Fifty years almost to the day after British physician Julian Tudor Hart described “The Inverse Care Law” in a Lancet article, a coronavirus unheard of until little more than a year ago is demonstrating the concept in action, a study in Switzerland presented at CROI today shows.
The Inverse Care Law, Dr. Hart wrote then, is in effect when “The availability of good medical care tends to vary inversely with the need for it in the population served.”
In Switzerland, where, with a population of 8.5 million, more people per million have been confirmed with the virus than in neighboring countries, but fewer have died from it (although that number is rising) researchers examined the relationship of COVID-19 testing and outcomes to socio-economic status.
To do so, they gathered data from health surveillance records with information on patients’ addresses including on education and occupation of household heads, costs, and crowding.

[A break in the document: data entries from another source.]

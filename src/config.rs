//! Runtime configuration
//!
//! Defaults, overridden by environment variables (a `.env` file is loaded
//! first by the binary), overridden in turn by command-line flags.

use crate::db::StorageMode;
use crate::error::{BalancerError, Result};
use clap::Parser;
use std::path::PathBuf;

pub const ENV_DATABASE: &str = "DATABALANCER_DATABASE";
pub const ENV_ADDRESS: &str = "DATABALANCER_ADDRESS";
pub const ENV_CACHE_TABLES: &str = "DATABALANCER_CACHE_TABLES";
pub const ENV_STORAGE_MODE: &str = "DATABALANCER_STORAGE_MODE";
pub const ENV_LOG: &str = "DATABALANCER_LOG";
pub const ENV_MAX_BODY: &str = "DATABALANCER_MAX_BODY";

#[derive(Debug, Clone, PartialEq)]
pub struct BalancerConfig {
    /// SQLite database file; `:memory:` for a throwaway database
    pub database_path: PathBuf,
    /// Address the HTTP server binds
    pub server_address: String,
    /// Keep the advisory family -> table cache
    pub cache_tables: bool,
    pub storage_mode: StorageMode,
    /// Default tracing level when `RUST_LOG` is unset
    pub log_level: String,
    /// Largest request the server will read
    pub max_body_bytes: usize,
}

impl Default for BalancerConfig {
    fn default() -> Self {
        Self {
            database_path: PathBuf::from("databalancer.db"),
            server_address: "127.0.0.1:8080".to_string(),
            cache_tables: true,
            storage_mode: StorageMode::Typed,
            log_level: "info".to_string(),
            max_body_bytes: 1024 * 1024,
        }
    }
}

impl BalancerConfig {
    pub fn from_env() -> Result<Self> {
        Self::from_lookup(|key| std::env::var(key).ok())
    }

    /// Build from defaults plus whatever `lookup` returns for each variable
    pub fn from_lookup(lookup: impl Fn(&str) -> Option<String>) -> Result<Self> {
        let mut config = Self::default();

        if let Some(path) = lookup(ENV_DATABASE) {
            config.database_path = PathBuf::from(path);
        }
        if let Some(address) = lookup(ENV_ADDRESS) {
            config.server_address = address;
        }
        if let Some(flag) = lookup(ENV_CACHE_TABLES) {
            config.cache_tables = parse_bool(ENV_CACHE_TABLES, &flag)?;
        }
        if let Some(mode) = lookup(ENV_STORAGE_MODE) {
            config.storage_mode = mode.parse()?;
        }
        if let Some(level) = lookup(ENV_LOG) {
            config.log_level = level;
        }
        if let Some(max) = lookup(ENV_MAX_BODY) {
            config.max_body_bytes = max.trim().parse().map_err(|_| {
                BalancerError::Config(format!("{} must be a byte count, got '{}'", ENV_MAX_BODY, max))
            })?;
        }

        Ok(config)
    }

    pub fn with_overrides(mut self, overrides: &Overrides) -> Self {
        if let Some(path) = &overrides.database {
            self.database_path = path.clone();
        }
        if let Some(address) = &overrides.address {
            self.server_address = address.clone();
        }
        if overrides.no_cache {
            self.cache_tables = false;
        }
        if let Some(mode) = overrides.storage_mode {
            self.storage_mode = mode;
        }
        if let Some(level) = &overrides.log_level {
            self.log_level = level.clone();
        }
        self
    }
}

/// Command-line flags for the server binary
#[derive(Parser, Debug, Default)]
#[command(name = "databalancer")]
#[command(about = "Ingests schema-tagged event batches into typed SQLite tables")]
#[command(version)]
pub struct Overrides {
    /// SQLite database file (default: databalancer.db)
    #[arg(long)]
    pub database: Option<PathBuf>,

    /// Address and port to serve HTTP on (default: 127.0.0.1:8080)
    #[arg(long)]
    pub address: Option<String>,

    /// Disable the family -> table cache
    #[arg(long)]
    pub no_cache: bool,

    /// Storage layout: typed or raw
    #[arg(long, value_parser = parse_storage_mode)]
    pub storage_mode: Option<StorageMode>,

    /// Default log level when RUST_LOG is unset
    #[arg(long)]
    pub log_level: Option<String>,
}

fn parse_storage_mode(s: &str) -> std::result::Result<StorageMode, String> {
    s.parse().map_err(|e: BalancerError| e.to_string())
}

fn parse_bool(key: &str, value: &str) -> Result<bool> {
    match value.trim().to_lowercase().as_str() {
        "1" | "true" | "yes" | "on" => Ok(true),
        "0" | "false" | "no" | "off" => Ok(false),
        _ => Err(BalancerError::Config(format!(
            "{} must be a boolean, got '{}'",
            key, value
        ))),
    }
}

More affluent people got tested for COVID-19, they found, but had fewer positive tests. They also had fewer hospitalizations, fewer admissions to intensive care units, and fewer deaths due to the virus.
Initially, getting tested for COVID-19 cost money, Dr. Julian Riou, who presented the study noted. In addition, people with ongoing access to health care were likelier to have a relationship with a general practitioner who could suggest and offer information on accessing testing for COVID-19. People with ongoing access to healthcare also are less likely to have conditions, including cardiovascular disease and obesity, that contribute to more severe COVID-19 illness.
The authors call the findings “a manifestation of the inverse care law where availability of care varies inversely with the need for it.”
The presentation today is one of a series at the conference highlighting stark disparities in outcomes from the illness, demonstrated in the United States along racial and ethnic lines, with Black, Latinx and Indigenous Americans bearing the brunt of COVID-19 here.